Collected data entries
····················

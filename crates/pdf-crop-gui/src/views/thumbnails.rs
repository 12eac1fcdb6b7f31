use eframe::egui::{self, Color32, Sense, Stroke, StrokeKind};
use pdf_crop::ViewMode;
use pdf_crop::constants::THUMBNAIL_SIZE;

use super::UiAction;
use super::state::OpenDocument;

const PREVIEW_HIGHLIGHT: Color32 = Color32::from_rgb(138, 43, 226);

/// Two-column grid of page thumbnails with deletion checkboxes
pub fn show_thumbnails(ui: &mut egui::Ui, doc: &OpenDocument, actions: &mut Vec<UiAction>) {
    let previewed = match doc.pages.view_mode() {
        ViewMode::SinglePreview(index) => Some(index),
        _ => None,
    };
    let slot = egui::vec2(THUMBNAIL_SIZE.0 as f32, THUMBNAIL_SIZE.1 as f32);

    egui::ScrollArea::vertical().show(ui, |ui| {
        egui::Grid::new("thumbnail_grid")
            .num_columns(2)
            .spacing([8.0, 8.0])
            .show(ui, |ui| {
                for (i, page) in doc.pages.pages().iter().enumerate() {
                    ui.vertical(|ui| {
                        let response = match doc.thumbnails.get(i).and_then(Option::as_ref) {
                            Some(texture) => ui.add(
                                egui::Image::new((texture.id(), texture.size_vec2()))
                                    .sense(Sense::click()),
                            ),
                            None => ui.add_sized(slot, egui::Spinner::new()),
                        };
                        if previewed == Some(i) {
                            ui.painter().rect_stroke(
                                response.rect.expand(2.0),
                                2.0,
                                Stroke::new(2.0, PREVIEW_HIGHLIGHT),
                                StrokeKind::Outside,
                            );
                        }
                        if response.on_hover_text("Click to preview").clicked() {
                            actions.push(UiAction::TogglePreview(i));
                        }

                        let mut marked = page.marked_for_deletion;
                        if ui.checkbox(&mut marked, format!("Page {}", i + 1)).changed() {
                            actions.push(UiAction::ToggleMarked(i));
                        }
                    });

                    if i % 2 == 1 {
                        ui.end_row();
                    }
                }
            });
    });
}
//! Shared constants for overlay cropping
//!
//! This module centralizes magic numbers used by the compositor, the
//! rectangle editor and the view transform.

// =============================================================================
// Rasterization
// =============================================================================

/// Pixels per PDF point used when rasterizing pages for the overlay
pub const RENDER_ZOOM: f64 = 1.5;

/// Thumbnail bounding box in pixels (width, height)
pub const THUMBNAIL_SIZE: (u32, u32) = (80, 120);

// =============================================================================
// Overlay
// =============================================================================

/// Per-layer alpha for layered compositing (every page after the first)
pub const LAYER_ALPHA: f32 = 0.2;

// =============================================================================
// Rectangle editing
// =============================================================================

/// Distance from an edge, in view pixels, that still grabs the edge
pub const HANDLE_MARGIN_PX: f64 = 4.0;

/// Smallest width/height, in page units, a committed rectangle may have
pub const MIN_EXTENT: f64 = 1.0;

// =============================================================================
// View transform
// =============================================================================

/// Zoom factor applied per mouse-wheel notch
pub const WHEEL_ZOOM_STEP: f64 = 1.15;

/// Lower zoom limit
pub const MIN_ZOOM: f64 = 0.02;

/// Upper zoom limit
pub const MAX_ZOOM: f64 = 64.0;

····················

◆ **Problem to work on**: Go through the data and copy each line exactly as it was written.

◆ **Answer section**:
filename crates/pdf-crop-gui/src/views/thumbnails.rs
repository 12eac1fcdb6b7f31
use eframe::egui::{self, Color32, Sense, Stroke, StrokeKind};
use pdf_crop::ViewMode;
use pdf_crop::constants::THUMBNAIL_SIZE;

use super::UiAction;
use super::state::OpenDocument;

const PREVIEW_HIGHLIGHT: Color32 = Color32::from_rgb(138, 43, 226);

/// Two-column grid of page thumbnails with deletion checkboxes
pub fn show_thumbnails(ui: &mut egui::Ui, doc: &OpenDocument, actions: &mut Vec<UiAction>) {
    let previewed = match doc.pages.view_mode() {
        ViewMode::SinglePreview(index) => Some(index),
        _ => None,
    };
    let slot = egui::vec2(THUMBNAIL_SIZE.0 as f32, THUMBNAIL_SIZE.1 as f32);

    egui::ScrollArea::vertical().show(ui, |ui| {
        egui::Grid::new("thumbnail_grid")
            .num_columns(2)
            .spacing([8.0, 8.0])
            .show(ui, |ui| {
                for (i, page) in doc.pages.pages().iter().enumerate() {
                    ui.vertical(|ui| {
                        let response = match doc.thumbnails.get(i).and_then(Option::as_ref) {
                            Some(texture) => ui.add(
                                egui::Image::new((texture.id(), texture.size_vec2()))
                                    .sense(Sense::click()),
                            ),
                            None => ui.add_sized(slot, egui::Spinner::new()),
                        };
                        if previewed == Some(i) {
                            ui.painter().rect_stroke(
                                response.rect.expand(2.0),
                                2.0,
                                Stroke::new(2.0, PREVIEW_HIGHLIGHT),
                                StrokeKind::Outside,
                            );
                        }
                        if response.on_hover_text("Click to preview").clicked() {
                            actions.push(UiAction::TogglePreview(i));
                        }

                        let mut marked = page.marked_for_deletion;
                        if ui.checkbox(&mut marked, format!("Page {}", i + 1)).changed() {
                            actions.push(UiAction::ToggleMarked(i));
                        }
                    });

                    if i % 2 == 1 {
                        ui.end_row();
                    }
                }
            });
    });
}
//! Shared constants for overlay cropping
//!
//! This module centralizes magic numbers used by the compositor, the
//! rectangle editor and the view transform.

// =============================================================================
// Rasterization
// =============================================================================

/// Pixels per PDF point used when rasterizing pages for the overlay
pub const RENDER_ZOOM: f64 = 1.5;

/// Thumbnail bounding box in pixels (width, height)
pub const THUMBNAIL_SIZE: (u32, u32) = (80, 120);

// =============================================================================
// Overlay
// =============================================================================

/// Per-layer alpha for layered compositing (every page after the first)
pub const LAYER_ALPHA: f32 = 0.2;

// =============================================================================
// Rectangle editing
// =============================================================================

/// Distance from an edge, in view pixels, that still grabs the edge
pub const HANDLE_MARGIN_PX: f64 = 4.0;

/// Smallest width/height, in page units, a committed rectangle may have
pub const MIN_EXTENT: f64 = 1.0;

// =============================================================================
// View transform
// =============================================================================

/// Zoom factor applied per mouse-wheel notch
pub const WHEEL_ZOOM_STEP: f64 = 1.15;

/// Lower zoom limit
pub const MIN_ZOOM: f64 = 0.02;

/// Upper zoom limit
pub const MAX_ZOOM: f64 = 64.0;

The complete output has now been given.